Métodos utilizados pelas forças de segurança se comparam às da Ditadura
Monitoramento de redes sociais, escutas telefônicas, depoimentos que envolvem relações passionais são alguns dos elementos utilizados para a conclusão do processo, além dos famosos “infiltrados”, ou P2″, marca registrada dos protestos de junho de 2013 e de 2014, divulgados em diversos vídeos e fotos de midiativistas, que circularam nas redes sociais. Na própria sentença do caso, uma das principais testemunhas é um policial militar do Distrito Federal que teria “atuado como observador da Força Nacional de Segurança”, segundo o documento. O agente seria Maurício Alves da Silva. Para se aproximar e obter informações, ele chegou a ajudar na vaquinha de custeio de camisa contra a Copa, ir a bar com ativistas e se utilizar da desculpa de filmar as manifestações para um trabalho de gestão pública, enquanto passava as imagens direto para o monitoramento das forças de segurança. Essas táticas das forças de segurança, já conhecidas à época obscura da Ditadura Militar, vêm se intensificando, nos últimos anos, em protestos no país.
É o caso do oficial do Exército William Botelho, o Balta, espião responsável por se infiltrar em grupo de whatsapp e posteriormente incriminar 18 jovens e três adolescentes momentos antes de uma manifestação pelo Fora Temer, no Centro Cultural São Paulo, em 2016. Ele teria se infiltrado por pelo menos dois anos em diversos movimentos sociais, participado de reuniões e até utilizado de uma conta da rede social Tinder para se aproximar de mulheres supostamente ativistas, com o intuito de, através de relações pessoais, buscar informações. Mesmo após ter sua identidade revelada e de ter sido denunciado pelas práticas ilegais, Balta foi promovido de capitão a Major do Exército.

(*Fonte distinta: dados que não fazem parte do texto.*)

use encoding_rs::{CoderResult, Decoder, Encoding, UTF_8};
use futures_util::future::{self, BoxFuture};
use std::fs::File;
use std::io::{self, BufWriter, Write};
use std::path::{Path, PathBuf};
use std::sync::atomic::{AtomicUsize, Ordering};
use std::time::{SystemTime, UNIX_EPOCH};

/// A destination for the body of a file part.
///
/// `write` must not block the parser: implementations either write
/// synchronously to a buffered handle or queue the bytes. `close` flushes
/// whatever is outstanding; the parser keeps scanning input while the returned
/// future is pending and only reports the end of the message after it resolves.
pub trait FileSink: Send {
    /// Where the part's content ends up.
    fn path(&self) -> &Path;

    /// Appends body bytes.
    fn write(&mut self, bytes: &[u8]) -> io::Result<()>;

    /// Flushes and closes the file.
    fn close(self: Box<Self>) -> BoxFuture<'static, io::Result<()>>;
}

/// Opens a [`FileSink`] for every part that carries a `filename`.
///
/// Where files go and how they are named is up to the implementation.
pub trait Storage: Send {
    /// Opens a sink for the field `field_name`, whose client-side file name was `file_name`.
    fn open(&mut self, field_name: &str, file_name: &str) -> io::Result<Box<dyn FileSink>>;
}

static UPLOAD_COUNTER: AtomicUsize = AtomicUsize::new(0);

/// Builds `<root>/<millis>_<n>_<name>` where `name` is at most the first ten
/// characters of the client file name's last path component.
pub(crate) fn upload_path(root: &Path, file_name: &str) -> PathBuf {
    let base = file_name.rsplit(|c: char| c == '/' || c == '\\').next().unwrap_or_default();
    let short: String = base
        .chars()
        .filter(|c| !c.is_control() && *c != ':')
        .take(10)
        .collect();

    let millis = SystemTime::now()
        .duration_since(UNIX_EPOCH)
        .map(|d| d.as_millis())
        .unwrap_or_default();
    let seq = UPLOAD_COUNTER.fetch_add(1, Ordering::Relaxed);

    root.join(format!("{}_{}_{}", millis, seq, short.trim_start_matches('.')))
}

/// Stores uploads as plain files under a root directory using blocking
/// buffered writes.
///
/// The directory must already exist.
#[derive(Debug, Clone)]
pub struct DiskStorage {
    root: PathBuf,
}

impl DiskStorage {
    /// Stores files under `root`.
    pub fn new<P: Into<PathBuf>>(root: P) -> DiskStorage {
        DiskStorage { root: root.into() }
    }

    /// Root directory uploads are written to.
    pub fn root(&self) -> &Path {
        &self.root
    }
}

impl Default for DiskStorage {
    /// Uses the system temporary directory.
    fn default() -> Self {
        DiskStorage::new(std::env::temp_dir())
    }
}

impl Storage for DiskStorage {
    fn open(&mut self, _field_name: &str, file_name: &str) -> io::Result<Box<dyn FileSink>> {
        let path = upload_path(&self.root, file_name);
        let file = File::create(&path)?;

        Ok(Box::new(DiskFile {
            path,
            writer: BufWriter::new(file),
        }))
    }
}

struct DiskFile {
    path: PathBuf,
    writer: BufWriter<File>,
}

impl FileSink for DiskFile {
    fn path(&self) -> &Path {
        &self.path
    }

    fn write(&mut self, bytes: &[u8]) -> io::Result<()> {
        self.writer.write_all(bytes)
    }

    fn close(self: Box<Self>) -> BoxFuture<'static, io::Result<()>> {
        let DiskFile { writer, .. } = *self;
        let res = writer
            .into_inner()
            .map_err(|err| err.into_error())
            .and_then(|file| file.sync_all());
        Box::pin(future::ready(res))
    }
}

/// Decodes a text part incrementally, keeping multi-byte sequences that are
/// split between chunks.
pub(crate) struct TextSink {
    decoder: Decoder,
    text: String,
}

impl TextSink {
    pub(crate) fn new(encoding: &'static Encoding) -> Self {
        TextSink {
            decoder: encoding.new_decoder(),
            text: String::new(),
        }
    }

    pub(crate) fn for_charset(charset: Option<&str>) -> Self {
        let encoding = charset
            .and_then(|label| Encoding::for_label(label.as_bytes()))
            .unwrap_or(UTF_8);
        TextSink::new(encoding)
    }

    pub(crate) fn write(&mut self, bytes: &[u8]) {
        self.decode(bytes, false);
    }

    pub(crate) fn finish(mut self) -> String {
        self.decode(&[], true);
        self.text
    }

    fn decode(&mut self, mut src: &[u8], last: bool) {
        loop {
            let needed = self
                .decoder
                .max_utf8_buffer_length(src.len())
                .unwrap_or(src.len() + 16);
            self.text.reserve(needed);

            let (result, read, _) = self.decoder.decode_to_string(src, &mut self.text, last);
            src = &src[read..];

            match result {
                CoderResult::InputEmpty => return,
                CoderResult::OutputFull => continue,
            }
        }
    }
}

/// Where the body of the part being read goes.
pub(crate) enum PartSink {
    Text(TextSink),
    File(Box<dyn FileSink>),
}

impl PartSink {
    pub(crate) fn write(&mut self, bytes: &[u8]) -> crate::Result<()> {
        match self {
            PartSink::Text(text) => {
                text.write(bytes);
                Ok(())
            }
            PartSink::File(file) => file.write(bytes).map_err(crate::Error::SinkWrite),
        }
    }
}

#[cfg(test)]
mod tests {
    use super::*;
    use futures_util::FutureExt;

    #[test]
    fn test_text_sink_split_multibyte() {
        let input = "héllo 你好 wörld".as_bytes();

        for split in 0..input.len() {
            let mut sink = TextSink::for_charset(None);
            sink.write(&input[..split]);
            sink.write(&input[split..]);
            assert_eq!(sink.finish(), "héllo 你好 wörld");
        }

        let mut sink = TextSink::for_charset(Some("utf-8"));
        for b in input {
            sink.write(std::slice::from_ref(b));
        }
        assert_eq!(sink.finish(), "héllo 你好 wörld");
    }

    #[test]
    fn test_text_sink_charset() {
        let mut sink = TextSink::for_charset(Some("iso-8859-1"));
        sink.write(&[0x63, 0x61, 0x66, 0xe9]);
        assert_eq!(sink.finish(), "café");

        let mut sink = TextSink::for_charset(Some("no-such-charset"));
        sink.write(b"plain");
        assert_eq!(sink.finish(), "plain");
    }

    #[test]
    fn test_upload_path() {
        let root = Path::new("/uploads");

        let path = upload_path(root, "../../etc/passwd");
        let name = path.file_name().unwrap().to_str().unwrap();
        assert!(path.starts_with(root));
        assert!(name.ends_with("_passwd"));

        let path = upload_path(root, "C:\\Users\\me\\a-very-long-file-name.png");
        let name = path.file_name().unwrap().to_str().unwrap();
        assert!(name.ends_with("_a-very-lon"));

        assert_ne!(upload_path(root, "same.txt"), upload_path(root, "same.txt"));
    }

    #[test]
    fn test_disk_storage() {
        let dir = tempfile::tempdir().unwrap();
        let mut storage = DiskStorage::new(dir.path());

        let mut sink = storage.open("file", "hello.txt").unwrap();
        let path = sink.path().to_path_buf();
        sink.write(b"hello ").unwrap();
        sink.write(b"world").unwrap();
        sink.close().now_or_never().unwrap().unwrap();

        assert!(path.starts_with(dir.path()));
        assert_eq!(std::fs::read(&path).unwrap(), b"hello world");
    }
}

O caso de infiltrações em manifestações e em movimentos sociais, de prisões arbitrárias, como a de Rafael Braga, por portar um pinho sol em 2013, de prisões e assassinatos de lideranças sociais, entre outros, demonstram uma escalada autoritária no país que ataca diretamente direitos democráticos. A chamada “Lei Antiterrorismo”, promulgada no governo Dilma, alterou a Lei das Organizações Criminosas. Iguala delitos de baixa lesão a crimes graves e está sendo utilizada para incriminar ativistas e intimidar manifestações sociais no país, tratando a reivindicação de direitos como “associação criminosa”.
Análise Jurídica
De acordo com a professora licenciada da Faculdade de Direito da UFRJ Luciana Boiteux, desde a Ditadura Militar “talvez não tenha um caso tão semelhante com o que acontecia naquela época como esse caso”. Para a jurista, chama atenção o papel da polícia militar nessas manifestações. “É inaceitável que a gente aceite ou tolere qualquer repressão policial ou penal a qualquer manifestações de rua. No entanto, esse é o cenário que vem se intensificando no país desde antes de 2014”, completou. Luciana ainda comentou os principais elementos da sentença, como os depoimentos frágeis, utilização de infiltrados e questionamento da razão política dos acusados. Boiteux lembra, inclusive, que o próprio MP já pediu a absolvição de cinco dos 23 acusados nesta terça.